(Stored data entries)
━━━━━━━━━━━━━━━━━━━━━━━━━━━━━━

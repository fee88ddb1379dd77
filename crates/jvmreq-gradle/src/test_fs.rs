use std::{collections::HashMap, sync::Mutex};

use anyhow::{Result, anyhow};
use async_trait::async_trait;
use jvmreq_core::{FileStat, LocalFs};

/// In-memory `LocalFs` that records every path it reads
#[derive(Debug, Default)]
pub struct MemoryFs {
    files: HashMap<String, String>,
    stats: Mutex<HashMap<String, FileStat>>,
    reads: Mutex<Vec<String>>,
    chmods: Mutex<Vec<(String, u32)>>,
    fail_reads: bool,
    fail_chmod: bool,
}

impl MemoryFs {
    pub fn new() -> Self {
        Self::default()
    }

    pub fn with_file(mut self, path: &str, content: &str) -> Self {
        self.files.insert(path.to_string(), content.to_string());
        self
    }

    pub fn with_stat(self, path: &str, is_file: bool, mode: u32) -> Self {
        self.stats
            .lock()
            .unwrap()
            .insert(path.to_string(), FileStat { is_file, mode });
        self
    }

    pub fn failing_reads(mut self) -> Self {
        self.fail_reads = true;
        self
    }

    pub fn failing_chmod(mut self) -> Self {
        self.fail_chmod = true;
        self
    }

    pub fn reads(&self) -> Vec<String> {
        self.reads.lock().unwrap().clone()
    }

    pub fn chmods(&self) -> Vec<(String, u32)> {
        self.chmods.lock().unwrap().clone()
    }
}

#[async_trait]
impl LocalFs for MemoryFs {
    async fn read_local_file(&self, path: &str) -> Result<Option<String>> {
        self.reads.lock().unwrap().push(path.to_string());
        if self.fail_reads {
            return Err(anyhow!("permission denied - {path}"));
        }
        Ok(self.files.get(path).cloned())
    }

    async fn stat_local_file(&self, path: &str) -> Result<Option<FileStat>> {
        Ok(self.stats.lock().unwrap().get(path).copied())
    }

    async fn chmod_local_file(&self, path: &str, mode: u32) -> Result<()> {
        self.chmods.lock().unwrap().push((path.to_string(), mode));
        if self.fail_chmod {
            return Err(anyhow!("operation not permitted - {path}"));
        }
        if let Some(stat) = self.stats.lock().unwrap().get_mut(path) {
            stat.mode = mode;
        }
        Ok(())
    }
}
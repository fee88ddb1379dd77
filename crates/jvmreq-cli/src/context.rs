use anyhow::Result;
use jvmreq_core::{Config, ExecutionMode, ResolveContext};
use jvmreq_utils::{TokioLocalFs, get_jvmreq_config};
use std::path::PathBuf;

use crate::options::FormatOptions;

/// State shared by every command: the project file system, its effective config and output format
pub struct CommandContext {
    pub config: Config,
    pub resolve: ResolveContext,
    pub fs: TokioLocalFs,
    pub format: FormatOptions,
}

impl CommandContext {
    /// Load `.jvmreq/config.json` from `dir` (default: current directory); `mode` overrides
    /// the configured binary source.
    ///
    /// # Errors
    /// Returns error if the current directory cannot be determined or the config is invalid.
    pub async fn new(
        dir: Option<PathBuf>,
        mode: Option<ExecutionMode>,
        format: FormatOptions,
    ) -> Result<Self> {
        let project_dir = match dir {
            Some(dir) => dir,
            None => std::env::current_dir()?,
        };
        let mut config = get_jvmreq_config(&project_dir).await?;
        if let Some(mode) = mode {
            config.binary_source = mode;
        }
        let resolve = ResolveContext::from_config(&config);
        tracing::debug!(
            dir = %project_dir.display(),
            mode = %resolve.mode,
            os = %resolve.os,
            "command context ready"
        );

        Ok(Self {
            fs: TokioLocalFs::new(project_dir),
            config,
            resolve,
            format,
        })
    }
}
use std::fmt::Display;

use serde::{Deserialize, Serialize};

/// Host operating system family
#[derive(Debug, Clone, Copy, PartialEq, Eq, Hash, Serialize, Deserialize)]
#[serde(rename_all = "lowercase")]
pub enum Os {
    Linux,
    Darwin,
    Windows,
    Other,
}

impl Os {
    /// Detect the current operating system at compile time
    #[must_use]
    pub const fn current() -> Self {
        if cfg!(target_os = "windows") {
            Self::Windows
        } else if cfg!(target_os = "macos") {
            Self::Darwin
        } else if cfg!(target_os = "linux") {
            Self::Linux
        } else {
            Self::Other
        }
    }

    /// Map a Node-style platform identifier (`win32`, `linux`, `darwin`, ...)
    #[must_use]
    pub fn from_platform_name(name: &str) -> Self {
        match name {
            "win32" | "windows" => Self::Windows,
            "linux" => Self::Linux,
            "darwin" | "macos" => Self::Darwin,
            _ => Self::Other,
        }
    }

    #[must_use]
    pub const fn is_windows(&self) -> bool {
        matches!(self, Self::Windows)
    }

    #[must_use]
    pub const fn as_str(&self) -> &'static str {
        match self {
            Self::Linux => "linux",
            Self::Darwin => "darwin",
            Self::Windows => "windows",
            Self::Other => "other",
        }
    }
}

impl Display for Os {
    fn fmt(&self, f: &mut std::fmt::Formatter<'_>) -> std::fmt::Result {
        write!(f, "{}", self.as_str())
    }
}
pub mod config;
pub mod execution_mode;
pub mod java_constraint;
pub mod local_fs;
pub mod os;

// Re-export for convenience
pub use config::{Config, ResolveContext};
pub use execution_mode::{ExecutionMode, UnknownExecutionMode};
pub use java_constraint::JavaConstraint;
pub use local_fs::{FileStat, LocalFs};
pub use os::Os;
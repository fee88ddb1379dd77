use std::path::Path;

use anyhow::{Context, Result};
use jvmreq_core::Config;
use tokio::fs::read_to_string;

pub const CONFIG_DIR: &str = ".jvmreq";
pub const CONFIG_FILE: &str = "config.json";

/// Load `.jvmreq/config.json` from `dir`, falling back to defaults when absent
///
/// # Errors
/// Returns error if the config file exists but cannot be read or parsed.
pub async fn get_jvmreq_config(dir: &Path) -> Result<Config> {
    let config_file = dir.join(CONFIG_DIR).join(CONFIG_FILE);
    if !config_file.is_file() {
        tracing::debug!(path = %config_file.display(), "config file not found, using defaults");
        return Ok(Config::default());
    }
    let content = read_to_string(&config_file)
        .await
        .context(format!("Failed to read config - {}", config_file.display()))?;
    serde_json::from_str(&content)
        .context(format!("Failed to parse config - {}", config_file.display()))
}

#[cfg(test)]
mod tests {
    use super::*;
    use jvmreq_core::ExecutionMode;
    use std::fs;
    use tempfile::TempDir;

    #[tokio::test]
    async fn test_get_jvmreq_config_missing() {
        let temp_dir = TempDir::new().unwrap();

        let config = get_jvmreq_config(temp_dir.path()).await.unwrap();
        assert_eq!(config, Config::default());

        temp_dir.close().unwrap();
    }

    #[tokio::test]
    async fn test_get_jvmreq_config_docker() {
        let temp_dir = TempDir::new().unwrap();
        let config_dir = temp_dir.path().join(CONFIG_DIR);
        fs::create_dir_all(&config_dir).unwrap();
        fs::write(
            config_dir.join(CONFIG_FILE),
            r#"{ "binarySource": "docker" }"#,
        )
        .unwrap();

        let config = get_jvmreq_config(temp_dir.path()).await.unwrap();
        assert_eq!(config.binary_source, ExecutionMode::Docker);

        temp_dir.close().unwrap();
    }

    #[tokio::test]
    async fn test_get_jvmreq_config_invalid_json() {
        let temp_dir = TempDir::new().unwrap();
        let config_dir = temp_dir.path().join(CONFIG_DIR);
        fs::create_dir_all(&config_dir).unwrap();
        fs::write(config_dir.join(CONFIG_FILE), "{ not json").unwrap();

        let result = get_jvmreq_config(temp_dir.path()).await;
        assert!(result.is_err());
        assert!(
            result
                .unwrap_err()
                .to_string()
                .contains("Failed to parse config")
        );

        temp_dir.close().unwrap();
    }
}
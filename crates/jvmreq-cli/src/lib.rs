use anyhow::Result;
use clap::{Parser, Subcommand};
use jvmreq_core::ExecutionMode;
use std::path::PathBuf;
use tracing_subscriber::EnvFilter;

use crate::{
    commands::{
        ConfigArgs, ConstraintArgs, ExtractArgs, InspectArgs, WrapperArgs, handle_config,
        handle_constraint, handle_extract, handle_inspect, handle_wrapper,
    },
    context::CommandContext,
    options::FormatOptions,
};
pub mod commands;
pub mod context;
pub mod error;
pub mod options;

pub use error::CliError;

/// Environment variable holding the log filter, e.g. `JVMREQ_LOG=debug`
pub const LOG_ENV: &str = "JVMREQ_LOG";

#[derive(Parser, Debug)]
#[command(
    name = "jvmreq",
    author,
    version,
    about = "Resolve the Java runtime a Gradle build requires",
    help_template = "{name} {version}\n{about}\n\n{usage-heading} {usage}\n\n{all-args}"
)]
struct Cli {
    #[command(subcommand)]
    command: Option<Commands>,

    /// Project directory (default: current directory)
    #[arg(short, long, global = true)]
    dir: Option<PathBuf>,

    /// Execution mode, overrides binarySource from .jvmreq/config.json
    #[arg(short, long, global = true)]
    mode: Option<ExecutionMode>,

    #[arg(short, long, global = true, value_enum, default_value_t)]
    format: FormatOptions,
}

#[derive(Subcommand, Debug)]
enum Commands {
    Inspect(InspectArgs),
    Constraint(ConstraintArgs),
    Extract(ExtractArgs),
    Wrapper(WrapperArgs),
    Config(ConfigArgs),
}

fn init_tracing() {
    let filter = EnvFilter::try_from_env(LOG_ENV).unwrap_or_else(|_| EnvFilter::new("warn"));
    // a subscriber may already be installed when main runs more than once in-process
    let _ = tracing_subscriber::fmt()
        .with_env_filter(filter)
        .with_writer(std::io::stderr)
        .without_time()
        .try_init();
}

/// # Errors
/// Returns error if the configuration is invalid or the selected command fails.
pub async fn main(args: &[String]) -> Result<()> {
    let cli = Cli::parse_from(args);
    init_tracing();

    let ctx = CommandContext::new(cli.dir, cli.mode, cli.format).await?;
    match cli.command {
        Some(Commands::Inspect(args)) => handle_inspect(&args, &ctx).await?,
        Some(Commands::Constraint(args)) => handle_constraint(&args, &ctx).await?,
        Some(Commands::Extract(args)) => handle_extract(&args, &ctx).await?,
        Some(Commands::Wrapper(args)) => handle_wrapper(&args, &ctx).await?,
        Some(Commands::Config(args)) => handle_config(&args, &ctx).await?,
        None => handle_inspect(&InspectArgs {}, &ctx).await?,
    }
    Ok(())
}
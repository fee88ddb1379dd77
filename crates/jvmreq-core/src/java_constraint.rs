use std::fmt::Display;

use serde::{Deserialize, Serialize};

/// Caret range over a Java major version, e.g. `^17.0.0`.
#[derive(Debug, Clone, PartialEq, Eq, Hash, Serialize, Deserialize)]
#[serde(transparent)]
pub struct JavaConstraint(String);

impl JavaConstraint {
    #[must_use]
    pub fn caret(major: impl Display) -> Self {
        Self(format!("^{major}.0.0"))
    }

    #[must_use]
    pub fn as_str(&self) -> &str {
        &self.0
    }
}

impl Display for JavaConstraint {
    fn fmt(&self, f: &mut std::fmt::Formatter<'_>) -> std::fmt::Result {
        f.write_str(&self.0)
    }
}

━━━━━━━━━━━━━━━━━━━━━━━━━━━━━━

Return only the lines above that run from the opening line through the line containing "#[derive(Debug, Default)]", exactly as written.

TASK RESULT:
repository fee88ddb1379dd77
filename crates/jvmreq-gradle/src/test_fs.rs
use std::{collections::HashMap, sync::Mutex};

use anyhow::{Result, anyhow};
use async_trait::async_trait;
use jvmreq_core::{FileStat, LocalFs};

/// In-memory `LocalFs` that records every path it reads
#[derive(Debug, Default)]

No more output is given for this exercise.